Our improved model achieves higher ROUGE, Sentiment Accuracy than the original Meansum method.
- Score: 0.06091702876917279
- License: http://arxiv.org/licenses/nonexclusive-distrib/1.0/
- Abstract: Multi-document summaritazion is the process of taking multiple texts as input
and producing a short summary text based on the content of input texts. Up
until recently, multi-document summarizers are mostly supervised extractive.

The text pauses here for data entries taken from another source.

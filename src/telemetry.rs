use crate::config::AppConfig;
use std::env;
use std::fs::OpenOptions;
use std::path::PathBuf;
use std::sync::OnceLock;
use tracing_subscriber::fmt::time::UtcTime;

static TRACING_INIT: OnceLock<()> = OnceLock::new();

pub(crate) fn tracing_log_path() -> PathBuf {
    env::var("VOLUME_PROTECT_TRACE_LOG")
        .map(PathBuf::from)
        .unwrap_or_else(|_| env::temp_dir().join("volume_protect_trace.jsonl"))
}

/// Install the JSON trace subscriber. Clamp decisions and confirmation outcomes
/// are emitted as `tracing` events and land here one object per line.
pub fn init_tracing(config: &AppConfig) {
    if !config.logging_enabled() {
        return;
    }

    let _ = TRACING_INIT.get_or_init(|| {
        let path = tracing_log_path();
        let file = match OpenOptions::new().create(true).append(true).open(&path) {
            Ok(file) => file,
            Err(err) => {
                crate::log_debug(&format!(
                    "trace log unavailable at {}: {err}",
                    path.display()
                ));
                return;
            }
        };
        let subscriber = tracing_subscriber::fmt()
            .json()
            .with_timer(UtcTime::rfc_3339())
            .with_writer(file)
            .with_thread_names(true)
            .with_current_span(false)
            .with_span_list(false)
            .finish();
        let _ = tracing::subscriber::set_global_default(subscriber);
    });
}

However, supervised methods require datasets of large, paired document-summary
examples which are rare and expensive to produce. In 2018, an unsupervised
multi-document abstractive summarization method(Meansum) was proposed by Chu
and Liu, and demonstrated competitive performances comparing to extractive
methods. Despite good evaluation results on automatic metrics, Meansum has
multiple limitations, notably the inability of dealing with multiple aspects.

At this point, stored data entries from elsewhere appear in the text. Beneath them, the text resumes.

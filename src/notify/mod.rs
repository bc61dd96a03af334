//! Delivery of endpoint volume changes to the guard.
//!
//! The platform calls back on a thread it owns, at any time, including from
//! inside our own `set_volume` call. Listeners must be quick and must not block.

#[cfg(windows)]
pub(crate) mod wasapi;

use crate::endpoint::{EndpointError, VolumeEndpoint};
use crate::guard::VolumeEvent;
use crate::log_debug;
use std::any::Any;
use std::fmt;
use std::sync::Arc;

/// Receives volume-change notifications.
pub trait VolumeListener: Send + Sync {
    fn on_volume_changed(&self, event: VolumeEvent);
}

/// Keeps a platform registration alive. Delivery stops once this is dropped
/// (or, for platforms without explicit unregistration, when the process exits).
pub struct Subscription {
    _registration: Box<dyn Any>,
}

impl Subscription {
    pub fn new<T: 'static>(registration: T) -> Self {
        Self {
            _registration: Box::new(registration),
        }
    }
}

impl fmt::Debug for Subscription {
    fn fmt(&self, f: &mut fmt::Formatter<'_>) -> fmt::Result {
        f.write_str("Subscription")
    }
}

/// The one registration between an endpoint and its listener.
#[derive(Debug)]
pub struct NotificationSource {
    endpoint: String,
    _subscription: Subscription,
}

impl NotificationSource {
    /// Subscribe `listener` to `endpoint`. Done once, right after the endpoint opens.
    pub fn register(
        endpoint: &dyn VolumeEndpoint,
        listener: Arc<dyn VolumeListener>,
    ) -> Result<Self, EndpointError> {
        let label = endpoint.describe();
        let subscription = endpoint.subscribe(listener).inspect_err(|err| {
            log_debug(&format!("volume notifications unavailable for {label}: {err}"));
        })?;
        log_debug(&format!("listening for volume changes on {label}"));
        Ok(Self {
            endpoint: label,
            _subscription: subscription,
        })
    }

    pub fn endpoint(&self) -> &str {
        &self.endpoint
    }
}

The aim of this work was to use Multi-Aspect Masker(MAM) as content selector to
address the issue with multi-aspect. Moreover, we propose a regularizer to
control the length of the generated summaries. Through a series of experiments
on the hotel dataset from Trip Advisor, we validate our assumption and show
that our improved model achieves higher ROUGE, Sentiment Accuracy than the
original Meansum method and also beats/ comprarable/close to the supervised
baseline.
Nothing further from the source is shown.